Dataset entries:
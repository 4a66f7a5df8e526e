use crossbeam_channel::{bounded, Receiver};
use std::path::{Path, PathBuf};
use std::process::{Command, Stdio};
use std::sync::Arc;
use std::thread;
use std::time::Duration;

use crate::error::{ConfigError, DeleteError};
use crate::sink::Sink;

/// One attempt at removing a file. Implementations never unlink permanently.
pub trait Deleter: Send + Sync {
    fn remove(&self, path: &Path) -> Result<(), DeleteError>;
}

/// Moves files to the platform trash.
#[derive(Debug, Default, Clone, Copy)]
pub struct TrashDeleter;

impl Deleter for TrashDeleter {
    fn remove(&self, path: &Path) -> Result<(), DeleteError> {
        trash::delete(path).map_err(|e| DeleteError::Trash(e.to_string()))
    }
}

/// Hands `path` to the desktop's default application and returns without
/// waiting for it to exit.
pub fn open_in_viewer(path: &Path) -> std::io::Result<()> {
    #[cfg(target_os = "windows")]
    let mut cmd = {
        let mut c = Command::new("cmd");
        c.args(["/C", "start", ""]);
        c
    };
    #[cfg(target_os = "macos")]
    let mut cmd = Command::new("open");
    #[cfg(not(any(target_os = "windows", target_os = "macos")))]
    let mut cmd = Command::new("xdg-open");

    let mut child = cmd.arg(path)
        .stdin(Stdio::null())
        .stdout(Stdio::null())
        .stderr(Stdio::null())
        .spawn()?;
    thread::spawn(move || { let _ = child.wait(); });
    Ok(())
}

#[derive(Debug, Clone, Copy, PartialEq, Eq)]
pub struct RetryPolicy {
    pub attempts: u32,
    pub backoff: Duration,
}

impl Default for RetryPolicy {
    fn default() -> Self {
        Self { attempts: 3, backoff: Duration::from_millis(500) }
    }
}

impl RetryPolicy {
    pub fn new(attempts: u32, backoff: Duration) -> Result<Self, ConfigError> {
        if attempts == 0 {
            return Err(ConfigError::NoAttempts);
        }
        Ok(Self { attempts, backoff })
    }
}

#[derive(Debug, Clone, PartialEq, Eq)]
pub struct DeleteOutcome {
    pub path: PathBuf,
    /// Attempts used on success.
    pub result: Result<u32, DeleteError>,
}

/// Bounded retry loop with a fixed sleep between attempts. Reports the final
/// result to the sink: info on success, error once retries run out.
pub fn delete_with_retry(deleter: &dyn Deleter, path: &Path, policy: RetryPolicy, sink: &dyn Sink) -> DeleteOutcome {
    let attempts = policy.attempts.max(1);
    let mut last_error = String::new();

    for attempt in 1..=attempts {
        match deleter.remove(path) {
            Ok(()) => {
                sink.info(&format!("Moved to trash: {}", path.display()));
                return DeleteOutcome { path: path.to_path_buf(), result: Ok(attempt) };
            }
            Err(e) => {
                log::debug!("Delete attempt {}/{} failed for {:?}: {}", attempt, attempts, path, e);
                last_error = e.to_string();
                if attempt < attempts {
                    thread::sleep(policy.backoff);
                }
            }
        }
    }

    let err = DeleteError::Exhausted { attempts, last: last_error };
    sink.error(&format!("Failed to delete {}: {}", path.display(), err));
    DeleteOutcome { path: path.to_path_buf(), result: Err(err) }
}

/// Runs `delete_with_retry` on its own worker thread. The outcome is posted
/// once on the returned channel; dropping the receiver is fine.
pub fn spawn_delete(
    deleter: Arc<dyn Deleter>,
    path: PathBuf,
    policy: RetryPolicy,
    sink: Arc<dyn Sink>,
) -> Receiver<DeleteOutcome> {
    let (tx, rx) = bounded(1);
    thread::spawn(move || {
        let outcome = delete_with_retry(deleter.as_ref(), &path, policy, sink.as_ref());
        let _ = tx.send(outcome);
    });
    rx
}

**HOW TO COMPLETE THIS TASK**
Every entry, from top to bottom, should be repeated word for word.

**ANSWER**
repository 4a66f7a5df8e526e
use crossbeam_channel::{bounded, Receiver};
use std::path::{Path, PathBuf};
use std::process::{Command, Stdio};
use std::sync::Arc;
use std::thread;
use std::time::Duration;

use crate::error::{ConfigError, DeleteError};
use crate::sink::Sink;

/// One attempt at removing a file. Implementations never unlink permanently.
pub trait Deleter: Send + Sync {
    fn remove(&self, path: &Path) -> Result<(), DeleteError>;
}

/// Moves files to the platform trash.
#[derive(Debug, Default, Clone, Copy)]
pub struct TrashDeleter;

impl Deleter for TrashDeleter {
    fn remove(&self, path: &Path) -> Result<(), DeleteError> {
        trash::delete(path).map_err(|e| DeleteError::Trash(e.to_string()))
    }
}

/// Hands `path` to the desktop's default application and returns without
/// waiting for it to exit.
pub fn open_in_viewer(path: &Path) -> std::io::Result<()> {
    #[cfg(target_os = "windows")]
    let mut cmd = {
        let mut c = Command::new("cmd");
        c.args(["/C", "start", ""]);
        c
    };
    #[cfg(target_os = "macos")]
    let mut cmd = Command::new("open");
    #[cfg(not(any(target_os = "windows", target_os = "macos")))]
    let mut cmd = Command::new("xdg-open");

    let mut child = cmd.arg(path)
        .stdin(Stdio::null())
        .stdout(Stdio::null())
        .stderr(Stdio::null())
        .spawn()?;
    thread::spawn(move || { let _ = child.wait(); });
    Ok(())
}

#[derive(Debug, Clone, Copy, PartialEq, Eq)]
pub struct RetryPolicy {
    pub attempts: u32,
    pub backoff: Duration,
}

impl Default for RetryPolicy {
    fn default() -> Self {
        Self { attempts: 3, backoff: Duration::from_millis(500) }
    }
}

impl RetryPolicy {
    pub fn new(attempts: u32, backoff: Duration) -> Result<Self, ConfigError> {
        if attempts == 0 {
            return Err(ConfigError::NoAttempts);
        }
        Ok(Self { attempts, backoff })
    }
}

#[derive(Debug, Clone, PartialEq, Eq)]
pub struct DeleteOutcome {
    pub path: PathBuf,
    /// Attempts used on success.
    pub result: Result<u32, DeleteError>,
}

/// Bounded retry loop with a fixed sleep between attempts. Reports the final
/// result to the sink: info on success, error once retries run out.
pub fn delete_with_retry(deleter: &dyn Deleter, path: &Path, policy: RetryPolicy, sink: &dyn Sink) -> DeleteOutcome {
    let attempts = policy.attempts.max(1);
    let mut last_error = String::new();

    for attempt in 1..=attempts {
        match deleter.remove(path) {
            Ok(()) => {
                sink.info(&format!("Moved to trash: {}", path.display()));
                return DeleteOutcome { path: path.to_path_buf(), result: Ok(attempt) };
            }
            Err(e) => {
                log::debug!("Delete attempt {}/{} failed for {:?}: {}", attempt, attempts, path, e);
                last_error = e.to_string();
                if attempt < attempts {
                    thread::sleep(policy.backoff);
                }
            }
        }
    }

    let err = DeleteError::Exhausted { attempts, last: last_error };
    sink.error(&format!("Failed to delete {}: {}", path.display(), err));
    DeleteOutcome { path: path.to_path_buf(), result: Err(err) }
}

/// Runs `delete_with_retry` on its own worker thread. The outcome is posted
/// once on the returned channel; dropping the receiver is fine.
pub fn spawn_delete(
    deleter: Arc<dyn Deleter>,
    path: PathBuf,
    policy: RetryPolicy,
    sink: Arc<dyn Sink>,
) -> Receiver<DeleteOutcome> {
    let (tx, rx) = bounded(1);
    thread::spawn(move || {
        let outcome = delete_with_retry(deleter.as_ref(), &path, policy, sink.as_ref());
        let _ = tx.send(outcome);
    });
    rx
}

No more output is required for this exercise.